Kornai’s ideas, transmitted through diverse channels, flooded into Chinese debates, including the 1986 publication of the Chinese translation of Economics of Shortage. Dozens of articles in periodicals introduced an even wider readership to what Dushu, then a prominent liberal magazine, called the “enlightening” views of Kornai, whom they dubbed “the economic theorist that reform cried out for.” “Kornai fever” would go onto fuel sales of over 100,000 copies of the Hungarian economist’s book. Kornai was mentioned hundreds of times in academic and research journals in the period 1986-1989, including in regional and provincial journals in areas as varied as Guangxi, Hubei, Anhui, and Heilongjiang. …

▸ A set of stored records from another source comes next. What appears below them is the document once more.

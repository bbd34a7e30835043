//! Run configuration for deposition jobs
//!
//! Deposition runs are described by small TOML files: a `[density]` table
//! selecting the output resolution and the interpolation scheme, and a
//! bounds file listing the spatial regions to render, either directly as
//! boxes or as balls that expand to periodic-aware bounding boxes. All
//! validation is eager; a configuration that parses is safe to run.

use std::collections::BTreeMap;

use serde::Deserialize;
use thiserror::Error as ThisError;

use crate::density::{InterpolatorFlag, PointSelector};

/// Error type for reading and validating run configurations
#[derive(Debug, ThisError)]
pub enum ConfigError {
    /// The configuration text is not valid TOML or misses required fields
    #[error("failed to parse configuration")]
    Parse(
        #[source]
        #[from]
        toml::de::Error,
    ),
    /// The interpolator name does not match any deposition strategy
    #[error("unknown interpolator flag `{0}`")]
    UnknownInterpolator(String),
    /// The selector name does not match any point-selector policy
    #[error("unknown point selector `{0}`")]
    UnknownSelector(String),
    /// A scalar run parameter has to be positive
    #[error("need to specify a positive `{0}` for the density run")]
    NonPositiveParameter(&'static str),
    /// A ball region needs a positive radius
    #[error("need to specify a positive radius for ball `{0}`")]
    InvalidRadius(String),
    /// A ball region was given a negative radius multiplier
    #[error("ball `{name}` given a negative radius multiplier, {multiplier}")]
    NegativeRadiusMultiplier { name: String, multiplier: f64 },
    /// A box region needs positive side lengths
    #[error("need to specify a positive {axis} width for box `{name}`")]
    InvalidBoxWidth { axis: char, name: String },
    /// A region origin or center has to lie inside the periodic box
    #[error("{axis} coordinate of `{name}` must be in range [0, {total}), but is {value}")]
    CoordinateOutOfRange {
        axis: char,
        name: String,
        total: f64,
        value: f64,
    },
    /// The projection axis of a box is not one of the coordinate axes
    #[error("projection axis of box `{name}` must be one of [X | Y | Z], `{axis}` is not recognized")]
    InvalidProjectionAxis { name: String, axis: String },
}

/// Parameters of a density deposition run
#[derive(Clone, Debug, Deserialize)]
#[serde(deny_unknown_fields)]
pub struct DensityConfig {
    pub input: String,
    pub output: String,
    /// Cells per side of the full output grid
    pub total_pixels: i64,
    /// Sample points per tetrahedron for the sampling strategies
    pub particles: i64,
    /// Name of the deposition strategy, see [`InterpolatorFlag`]
    pub interpolator: String,
    /// Name of the point-selector policy, see [`PointSelector`]
    #[serde(default = "default_selector")]
    pub selector: String,
    #[serde(default)]
    pub image_pixels: Option<i64>,
    #[serde(default)]
    pub projection_depth: Option<i64>,
    /// Only deposit every n-th particle per dimension
    #[serde(default = "default_subsample_length")]
    pub subsample_length: i64,
    #[serde(default)]
    pub log_file: Option<String>,
    #[serde(default)]
    pub profile_file: Option<String>,
    #[serde(default)]
    pub prepend_name: Option<String>,
    #[serde(default)]
    pub append_name: Option<String>,
}

fn default_selector() -> String {
    "Flat".to_string()
}

fn default_subsample_length() -> i64 {
    1
}

#[derive(Deserialize)]
struct DensityFile {
    density: DensityConfig,
}

impl DensityConfig {
    /// Parses and validates the `[density]` table of a run configuration
    pub fn from_toml(text: &str) -> Result<Self, ConfigError> {
        let file: DensityFile = toml::from_str(text)?;
        let config = file.density;
        config.validate()?;
        Ok(config)
    }

    fn validate(&self) -> Result<(), ConfigError> {
        if self.total_pixels <= 0 {
            return Err(ConfigError::NonPositiveParameter("total_pixels"));
        }
        if self.particles <= 0 {
            return Err(ConfigError::NonPositiveParameter("particles"));
        }
        if self.subsample_length <= 0 {
            return Err(ConfigError::NonPositiveParameter("subsample_length"));
        }
        if let Some(image_pixels) = self.image_pixels {
            if image_pixels <= 0 {
                return Err(ConfigError::NonPositiveParameter("image_pixels"));
            }
        }
        if let Some(projection_depth) = self.projection_depth {
            if projection_depth <= 0 {
                return Err(ConfigError::NonPositiveParameter("projection_depth"));
            }
        }
        self.flag()?;
        self.point_selector()?;
        Ok(())
    }

    /// Returns the parsed deposition strategy
    pub fn flag(&self) -> Result<InterpolatorFlag, ConfigError> {
        self.interpolator.parse()
    }

    /// Returns the parsed point-selector policy
    pub fn point_selector(&self) -> Result<PointSelector, ConfigError> {
        self.selector.parse()
    }
}

/// A ball-shaped render region that expands to a bounding box
#[derive(Copy, Clone, Debug, Deserialize)]
#[serde(deny_unknown_fields)]
pub struct BallConfig {
    pub x: f64,
    pub y: f64,
    pub z: f64,
    pub radius: f64,
    #[serde(default)]
    pub radius_multiplier: Option<f64>,
}

/// A box-shaped render region
#[derive(Clone, Debug, Deserialize)]
#[serde(deny_unknown_fields)]
pub struct BoxConfig {
    pub x: f64,
    pub y: f64,
    pub z: f64,
    pub x_width: f64,
    pub y_width: f64,
    pub z_width: f64,
    /// Collapse the box along this axis when rendering a projection
    #[serde(default)]
    pub projection_axis: Option<String>,
    #[serde(skip)]
    pub name: String,
}

#[derive(Deserialize)]
struct BoundsFile {
    #[serde(default)]
    ball: BTreeMap<String, BallConfig>,
    #[serde(default, rename = "box")]
    boxes: BTreeMap<String, BoxConfig>,
}

impl BallConfig {
    fn check(&self, name: &str, total_width: f64) -> Result<(), ConfigError> {
        if self.radius <= 0.0 {
            return Err(ConfigError::InvalidRadius(name.to_string()));
        }
        if let Some(multiplier) = self.radius_multiplier {
            if multiplier < 0.0 {
                return Err(ConfigError::NegativeRadiusMultiplier {
                    name: name.to_string(),
                    multiplier,
                });
            }
        }
        for (axis, value) in [('x', self.x), ('y', self.y), ('z', self.z)] {
            if value < 0.0 || value >= total_width {
                return Err(ConfigError::CoordinateOutOfRange {
                    axis,
                    name: name.to_string(),
                    total: total_width,
                    value,
                });
            }
        }
        Ok(())
    }

    /// Expands the ball into its bounding box, pulling corners that fall
    /// below the box origin up by one period
    pub fn bounding_box(&self, name: &str, total_width: f64) -> BoxConfig {
        let radius = self.radius * self.radius_multiplier.unwrap_or(1.0);
        let corner = |center: f64| {
            if center > radius {
                center - radius
            } else {
                center - radius + total_width
            }
        };

        BoxConfig {
            x: corner(self.x),
            y: corner(self.y),
            z: corner(self.z),
            x_width: 2.0 * radius,
            y_width: 2.0 * radius,
            z_width: 2.0 * radius,
            projection_axis: None,
            name: name.to_string(),
        }
    }
}

impl BoxConfig {
    fn check(&mut self, name: &str, total_width: f64) -> Result<(), ConfigError> {
        self.name = name.to_string();

        for (axis, width) in [
            ('x', self.x_width),
            ('y', self.y_width),
            ('z', self.z_width),
        ] {
            if width <= 0.0 {
                return Err(ConfigError::InvalidBoxWidth {
                    axis,
                    name: name.to_string(),
                });
            }
        }
        for (axis, value) in [('x', self.x), ('y', self.y), ('z', self.z)] {
            if value < 0.0 || value >= total_width {
                return Err(ConfigError::CoordinateOutOfRange {
                    axis,
                    name: name.to_string(),
                    total: total_width,
                    value,
                });
            }
        }

        if let Some(axis) = &self.projection_axis {
            let upper = axis.to_uppercase();
            if !upper.is_empty() && upper != "X" && upper != "Y" && upper != "Z" {
                return Err(ConfigError::InvalidProjectionAxis {
                    name: name.to_string(),
                    axis: axis.clone(),
                });
            }
            self.projection_axis = if upper.is_empty() { None } else { Some(upper) };
        }
        Ok(())
    }

    /// Returns whether the box renders a projection instead of a cube
    pub fn is_projection(&self) -> bool {
        self.projection_axis.is_some()
    }
}

/// Parses a bounds file and expands every ball into its bounding box
///
/// `total_width` is the physical side length of the periodic box; all
/// regions have to place their origin or center inside it.
pub fn read_bounds_config(text: &str, total_width: f64) -> Result<Vec<BoxConfig>, ConfigError> {
    let file: BoundsFile = toml::from_str(text)?;

    let mut boxes = Vec::new();
    for (name, ball) in &file.ball {
        ball.check(name, total_width)?;
        boxes.push(ball.bounding_box(name, total_width));
    }
    for (name, mut box_config) in file.boxes {
        box_config.check(&name, total_width)?;
        boxes.push(box_config);
    }
    Ok(boxes)
}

These authors placed particular emphasis on two related aspects of the book: why the shortage economy was innate to socialism and how enterprise behavior under socialism created shortage phenomena—focusing, as a result, on Kornai’s arguments about the “soft budget constraint” and “paternalism.” These ideas, which the reviewers defined as priorities to address in future reforms in China, would remain the most salient aspects of Kornai’s thought for Chinese economists.

This jibes with my own experience; I discovered Kornai’s work from Chinese references to the term “soft budget constraint” in writings on state-owned enterprise reform. But while the soft budget constraint is brilliantly useful conceptual tool, being able to identify the problem of soft budget constraints has not enabled China to solve it. In fact the simplest diagnosis of the problems of the post-2008 Chinese economy is probably that budget constraints, which had been getting harder, became a lot softer.

Kornai’s most important contribution may actually have been to articulate the idea a market economy could still be regulated or managed by the government through indirect means–the fiscal and monetary policies used in Western economies–rather than the direct planning characteristic of socialism.

There is much testimony that Kornai’s presentation on this theme at the 1985 Bashan conference helped many Chinese reformers clarify the direction in which they wanted to head. They knew that they didn’t want a planned economy any more, but they were also very uncomfortable with the idea of an economy completely driven by random market forces. Kornai’s presentation helped square the circle, and Gewirtz shows how the deceptively simple concept of a “market economy with macroeconomic management” eventually became an official goal and (more or less) a reality. Kornai himself recognized how unlikely this whole chain of events was:

It’s very strange that in my own little country [I was ignored] most of the time, and in this giant country I was able to speak at a certain historical moment when one billion people wanted to hear exactly what I wanted to say. That was a very rare moment, and good luck.

One Comment

  1. Very interesting review — I have ordered Gewirtz’ book.. I still have (somewhere) my copy of the Chinese translation of “Economics of Shortage”, a brilliant work. In addition to ‘soft budget constraint’, Kornai’s closely related concept of ‘investment hunger’ is still very relevant in China today. Thanks, Andrew.